Considerable debate also took place on the question of an amphibious assault on the northern Japanese island of Hokkaido. The strategic outline accepted by the Joint Chiefs in July 1944 had specifically named Kyushu as the site for the initial invasion. But some planners--with support from General Arnold--argued for attacking Hokkaido first.
Although these discussions initially focused on Hokkaido as an interim step between Okinawa and Kyushu, the debate evolved into an examination of Hokkaido as an alternative to Kyushu. Nearly all members of the Joint War Plans Committee (see footnote 2), however, strongly supported targeting Kyushu rather than Hokkaido. They also objected strenuously to any diversion of resources toward an interim operation.
Apparently Hokkaido was first considered as an interim step between Okinawa and Kyushu, and then instead as a substitute for Kyushu - ultimately, envisioned as a 10 division operation targeting southeastern Hokkaido, particularly around the Sapporo plain. The advantages were obvious: It was sure to be much more lightly defended than Kyushu, and more likely therefore to achieve strategic and tactical surprise. The disadvantages have already been noted: It's much farther from Allied bases, the weather was likely to be worse in the time period in question (and weather would affect not only naval operations, but also the construction of new airfields, and other infrastructure for supporting CORONET in March 1946), and an assault could not be supported by land-based air. Okinawa was, after all, largely targeted precisely because it was close enough to provide land-based air cover for an assault on southern Kyushu. For the Joint Committee, that was enough to shelve it and focus instead on Kyushu.
C-Span had a symposium discussing this as a kind of alternative history exercise, BTW, which may be of interest:
"The Hokkaido Myth: U.S., Soviet, and Japanese Plans for Invasion.” It's about an hour long. Worth watching if you have the time.

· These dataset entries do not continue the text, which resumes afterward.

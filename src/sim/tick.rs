//! Variable timestep simulation tick
//!
//! One call advances a Playing session by `dt` seconds. Phase gating (not
//! started, paused, game over) happens in the session before this runs.

use glam::Vec2;
use rand::Rng;

use super::collision::{expire_timers, resolve_collisions};
use super::spawner::{spawn_due, spawn_hazard, spawn_item};
use super::state::{GameEvent, GameState};
use super::time::{Instant, WallMs};
use crate::consts::*;
use crate::difficulty::DifficultyProfile;

/// Movement keys
#[derive(Debug, Clone, Copy, PartialEq, Eq)]
pub enum Direction {
    Left,
    Right,
    Up,
    Down,
}

impl Direction {
    /// Map a DOM `KeyboardEvent.key` value
    pub fn from_key(key: &str) -> Option<Self> {
        match key {
            "ArrowLeft" => Some(Direction::Left),
            "ArrowRight" => Some(Direction::Right),
            "ArrowUp" => Some(Direction::Up),
            "ArrowDown" => Some(Direction::Down),
            _ => None,
        }
    }

    pub fn unit(&self) -> Vec2 {
        match self {
            Direction::Left => Vec2::NEG_X,
            Direction::Right => Vec2::X,
            Direction::Up => Vec2::NEG_Y,
            Direction::Down => Vec2::Y,
        }
    }
}

/// Raw key state for a single tick
#[derive(Debug, Clone, Copy, Default, PartialEq, Eq)]
pub struct TickInput {
    pub left: bool,
    pub right: bool,
    pub up: bool,
    pub down: bool,
}

impl TickInput {
    pub fn set(&mut self, dir: Direction, pressed: bool) {
        match dir {
            Direction::Left => self.left = pressed,
            Direction::Right => self.right = pressed,
            Direction::Up => self.up = pressed,
            Direction::Down => self.down = pressed,
        }
    }

    /// Held directions
    pub fn held(&self) -> impl Iterator<Item = Direction> + '_ {
        [
            (Direction::Left, self.left),
            (Direction::Right, self.right),
            (Direction::Up, self.up),
            (Direction::Down, self.down),
        ]
        .into_iter()
        .filter_map(|(dir, held)| held.then_some(dir))
    }
}

/// Seconds since the previous frame, clamped so a long stall (background
/// tab, debugger) cannot teleport entities
pub fn frame_delta(last_frame: Option<WallMs>, now: WallMs) -> f32 {
    match last_frame {
        Some(last) => (((now - last) / 1000.0) as f32).clamp(0.0, MAX_FRAME_DT),
        None => 0.0,
    }
}

/// Advance a Playing session by `dt` seconds
pub fn tick<R: Rng + ?Sized>(
    state: &mut GameState,
    input: &TickInput,
    now: Instant,
    dt: f32,
    profile: &DifficultyProfile,
    rng: &mut R,
) -> Vec<GameEvent> {
    expire_timers(&mut state.player, now);

    // Each held key moves the full step; each axis is clamped on its own
    let step = state.player.speed * dt;
    let canvas = state.canvas;
    for dir in input.held() {
        state.player.move_clamped(dir.unit(), step, &canvas);
    }

    for entity in &mut state.entities {
        entity.advance(dt);
    }

    let events = resolve_collisions(state, now);
    if state.player.health == 0 {
        return events;
    }

    state.cull_offscreen();

    state.frame_count += 1;
    if spawn_due(state.frame_count, profile.obstacle_spawn_every_n_frames) {
        spawn_hazard(state, profile, rng);
    }
    if spawn_due(state.frame_count, profile.item_spawn_every_n_frames) {
        spawn_item(state, profile, rng);
    }

    state.bg_scroll = (state.bg_scroll + BACKGROUND_SCROLL_SPEED * dt) % state.canvas.height;

    events
}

If there's a logic behind doing it anyway, it would have to be based on the premise of a true awareness of a) how heavily defended southern Kyushu (and the precise landing zones) would actually be, and b) how very difficult it would be for Japan to shift assets (especially air) back up north to meet a Hokkaido invasion, given the lack of fuel and the collapse of Japanese transportation infrastructure, especially the inter-island ferries, under American mining, submarine and air attack. Only at that point would the advantages and disadvantages of Hokkaido be in a position to be reassessed in a light favorable enough to give the operation a fighting chance for approval.
The logic at that point might be that the light opposition would more than offset the inability to support the invasion with any land-based air (and the need to ferry any such AAF assets to airfields secured in Hokkaido by sea).
Yet there's a risk here: If we can interject in to US war planners (some sudden intelligence coup, for example) the full awareness of Japanese defense capabilities in Kyushu, it's arguably more likely to turn U.S. planners against any invasion at all, in favor of the bomb-and-blockade strategy that was favored by Nimitz and King by the summer of 1945 - favored, it should be noted, precisely because their intelligence was uncovering just how intense the Japanese buildup on southern Kyushu was becoming.